§ WORK INSTRUCTION
Look at the entries below and reproduce them exactly.

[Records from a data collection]
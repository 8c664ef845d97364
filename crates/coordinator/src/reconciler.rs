//! Reconciler: the periodic tick that compares coordinator memory against
//! worker-reported state.

use std::collections::{HashMap, HashSet};

use cc_adapters::{ChannelRegistry, MetaStore, TimestampOracle, WorkerSessions};
use cc_core::{is_timeout, Clock, PlanId, TaskState};
use cc_wire::{WorkerPlanState, WorkerReportedState};

use crate::error::CoordinatorError;
use crate::Coordinator;

impl<R, S, M, Ts, C> Coordinator<R, S, M, Ts, C>
where
    R: ChannelRegistry,
    S: WorkerSessions,
    M: MetaStore,
    Ts: TimestampOracle,
    C: Clock,
{
    /// `now` is passed explicitly so tests (and the lifecycle tick
    /// loop) control its source.
    pub async fn reconcile(&self, now: u64) -> Result<(), CoordinatorError> {
        let executing = self.table.by_state(TaskState::Executing);
        let timed_out = self.table.by_state(TaskState::Timeout);

        // Pulled before any mutation below, to avoid racing new submissions.
        let worker_results = self.sessions.get_compaction_plan_results().await?;

        let mut seen: HashSet<PlanId> = HashSet::new();

        for task in &executing {
            seen.insert(task.plan_id);
            let node_id = match task.worker_node_id {
                Some(id) => id,
                None => continue,
            };
            match worker_results.get(&task.plan_id) {
                None => {
                    tracing::info!(plan_id = %task.plan_id, node_id = %node_id, "worker has no record of executing plan, failing");
                    self.fail_and_release(task.plan_id).await?;
                }
                Some(reported) => match reported.state {
                    WorkerReportedState::Completed => {
                        self.handle_completed_report(task.plan_id, node_id, reported).await?;
                    }
                    WorkerReportedState::Executing => {
                        if is_timeout(now, task.plan.start_time, task.plan.timeout_seconds) {
                            tracing::info!(plan_id = %task.plan_id, node_id = %node_id, "plan timed out, marking Timeout");
                            // Compacting flags and the admission slot stay
                            // held: the worker is still running and must
                            // report terminal state before either is released.
                            self.table.transition(task.plan_id, |t| Ok(t.with_state(TaskState::Timeout)?))?;
                            self.stats.record_timed_out();
                        }
                    }
                },
            }
        }

        for task in &timed_out {
            seen.insert(task.plan_id);
            match worker_results.get(&task.plan_id) {
                Some(reported) if reported.state == WorkerReportedState::Executing => {
                    tracing::debug!(plan_id = %task.plan_id, "worker still executing a timed-out plan, waiting");
                }
                _ => {
                    tracing::info!(plan_id = %task.plan_id, "timed-out plan no longer reported by worker, failing");
                    self.fail_and_release(task.plan_id).await?;
                }
            }
        }

        self.discard_unknown_completed(&worker_results, &seen).await?;

        Ok(())
    }

    async fn handle_completed_report(&self, plan_id: PlanId, node_id: cc_core::NodeId, reported: &WorkerPlanState) -> Result<(), CoordinatorError> {
        let task = match self.table.get(plan_id) {
            Some(t) => t,
            None => return Ok(()),
        };

        if !self.channels.matches(node_id, &task.plan.channel) {
            // Known ambiguity: this marks the task Failed for the
            // affinity mismatch and then still attempts completion, which
            // fails its own precondition check and is discarded below.
            // Preserved deliberately rather than `return`-ing early.
            tracing::warn!(plan_id = %plan_id, node_id = %node_id, channel = %task.plan.channel, "channel affinity mismatch, discarding worker result");
            self.discard_on_worker(node_id, plan_id).await?;
            self.fail_and_release(plan_id).await?;
        }

        let result = match &reported.result {
            Some(result) => result.clone(),
            None => return Ok(()),
        };
        if let Err(err) = self.complete(plan_id, node_id, result).await {
            tracing::warn!(plan_id = %plan_id, error = %err, "completion handler error, leaving plan Executing for a later tick");
        }
        Ok(())
    }

    async fn discard_unknown_completed(&self, worker_results: &HashMap<PlanId, WorkerPlanState>, seen: &HashSet<PlanId>) -> Result<(), CoordinatorError> {
        for (plan_id, reported) in worker_results {
            if reported.state != WorkerReportedState::Completed || seen.contains(plan_id) {
                continue;
            }
            tracing::info!(plan_id = %plan_id, node_id = %reported.node_id, "unknown completed plan reported by worker, instructing discard");
            self.discard_on_worker(reported.node_id, *plan_id).await?;
        }
        Ok(())
    }

    /// Common tail of every non-success terminal transition: fail the task,
    /// release its admission slot, and clear its segments' compacting flags
    /// (invariant 4).
    async fn fail_and_release(&self, plan_id: PlanId) -> Result<(), CoordinatorError> {
        let segment_ids: Vec<_> = self
            .table
            .get(plan_id)
            .map(|t| t.plan.segment_ids().collect())
            .unwrap_or_default();

        self.table.transition(plan_id, |t| Ok(t.with_state(TaskState::Failed)?))?;
        self.stats.record_failed();
        self.admission.release(plan_id);

        for segment_id in segment_ids {
            if let Err(err) = self.meta.set_segment_compacting(segment_id, false).await {
                tracing::warn!(plan_id = %plan_id, segment_id = %segment_id, error = %err, "failed to clear compacting flag");
            }
        }
        Ok(())
    }
}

§ YOUR SOLUTION
repository 8c664ef845d97364
filename crates/coordinator/src/reconciler.rs
//! Reconciler: the periodic tick that compares coordinator memory against
//! worker-reported state.

use std::collections::{HashMap, HashSet};

use cc_adapters::{ChannelRegistry, MetaStore, TimestampOracle, WorkerSessions};
use cc_core::{is_timeout, Clock, PlanId, TaskState};
use cc_wire::{WorkerPlanState, WorkerReportedState};

use crate::error::CoordinatorError;
use crate::Coordinator;

impl<R, S, M, Ts, C> Coordinator<R, S, M, Ts, C>
where
    R: ChannelRegistry,
    S: WorkerSessions,
    M: MetaStore,
    Ts: TimestampOracle,
    C: Clock,
{
    /// `now` is passed explicitly so tests (and the lifecycle tick
    /// loop) control its source.
    pub async fn reconcile(&self, now: u64) -> Result<(), CoordinatorError> {
        let executing = self.table.by_state(TaskState::Executing);
        let timed_out = self.table.by_state(TaskState::Timeout);

        // Pulled before any mutation below, to avoid racing new submissions.
        let worker_results = self.sessions.get_compaction_plan_results().await?;

        let mut seen: HashSet<PlanId> = HashSet::new();

        for task in &executing {
            seen.insert(task.plan_id);
            let node_id = match task.worker_node_id {
                Some(id) => id,
                None => continue,
            };
            match worker_results.get(&task.plan_id) {
                None => {
                    tracing::info!(plan_id = %task.plan_id, node_id = %node_id, "worker has no record of executing plan, failing");
                    self.fail_and_release(task.plan_id).await?;
                }
                Some(reported) => match reported.state {
                    WorkerReportedState::Completed => {
                        self.handle_completed_report(task.plan_id, node_id, reported).await?;
                    }
                    WorkerReportedState::Executing => {
                        if is_timeout(now, task.plan.start_time, task.plan.timeout_seconds) {
                            tracing::info!(plan_id = %task.plan_id, node_id = %node_id, "plan timed out, marking Timeout");
                            // Compacting flags and the admission slot stay
                            // held: the worker is still running and must
                            // report terminal state before either is released.
                            self.table.transition(task.plan_id, |t| Ok(t.with_state(TaskState::Timeout)?))?;
                            self.stats.record_timed_out();
                        }
                    }
                },
            }
        }

        for task in &timed_out {
            seen.insert(task.plan_id);
            match worker_results.get(&task.plan_id) {
                Some(reported) if reported.state == WorkerReportedState::Executing => {
                    tracing::debug!(plan_id = %task.plan_id, "worker still executing a timed-out plan, waiting");
                }
                _ => {
                    tracing::info!(plan_id = %task.plan_id, "timed-out plan no longer reported by worker, failing");
                    self.fail_and_release(task.plan_id).await?;
                }
            }
        }

        self.discard_unknown_completed(&worker_results, &seen).await?;

        Ok(())
    }

    async fn handle_completed_report(&self, plan_id: PlanId, node_id: cc_core::NodeId, reported: &WorkerPlanState) -> Result<(), CoordinatorError> {
        let task = match self.table.get(plan_id) {
            Some(t) => t,
            None => return Ok(()),
        };

        if !self.channels.matches(node_id, &task.plan.channel) {
            // Known ambiguity: this marks the task Failed for the
            // affinity mismatch and then still attempts completion, which
            // fails its own precondition check and is discarded below.
            // Preserved deliberately rather than `return`-ing early.
            tracing::warn!(plan_id = %plan_id, node_id = %node_id, channel = %task.plan.channel, "channel affinity mismatch, discarding worker result");
            self.discard_on_worker(node_id, plan_id).await?;
            self.fail_and_release(plan_id).await?;
        }

        let result = match &reported.result {
            Some(result) => result.clone(),
            None => return Ok(()),
        };
        if let Err(err) = self.complete(plan_id, node_id, result).await {
            tracing::warn!(plan_id = %plan_id, error = %err, "completion handler error, leaving plan Executing for a later tick");
        }
        Ok(())
    }

    async fn discard_unknown_completed(&self, worker_results: &HashMap<PlanId, WorkerPlanState>, seen: &HashSet<PlanId>) -> Result<(), CoordinatorError> {
        for (plan_id, reported) in worker_results {
            if reported.state != WorkerReportedState::Completed || seen.contains(plan_id) {
                continue;
            }
            tracing::info!(plan_id = %plan_id, node_id = %reported.node_id, "unknown completed plan reported by worker, instructing discard");
            self.discard_on_worker(reported.node_id, *plan_id).await?;
        }
        Ok(())
    }

    /// Common tail of every non-success terminal transition: fail the task,
    /// release its admission slot, and clear its segments' compacting flags
    /// (invariant 4).
    async fn fail_and_release(&self, plan_id: PlanId) -> Result<(), CoordinatorError> {
        let segment_ids: Vec<_> = self
            .table
            .get(plan_id)
            .map(|t| t.plan.segment_ids().collect())
            .unwrap_or_default();

        self.table.transition(plan_id, |t| Ok(t.with_state(TaskState::Failed)?))?;
        self.stats.record_failed();
        self.admission.release(plan_id);

        for segment_id in segment_ids {
            if let Err(err) = self.meta.set_segment_compacting(segment_id, false).await {
                tracing::warn!(plan_id = %plan_id, segment_id = %segment_id, error = %err, "failed to clear compacting flag");
            }
        }
        Ok(())
    }
}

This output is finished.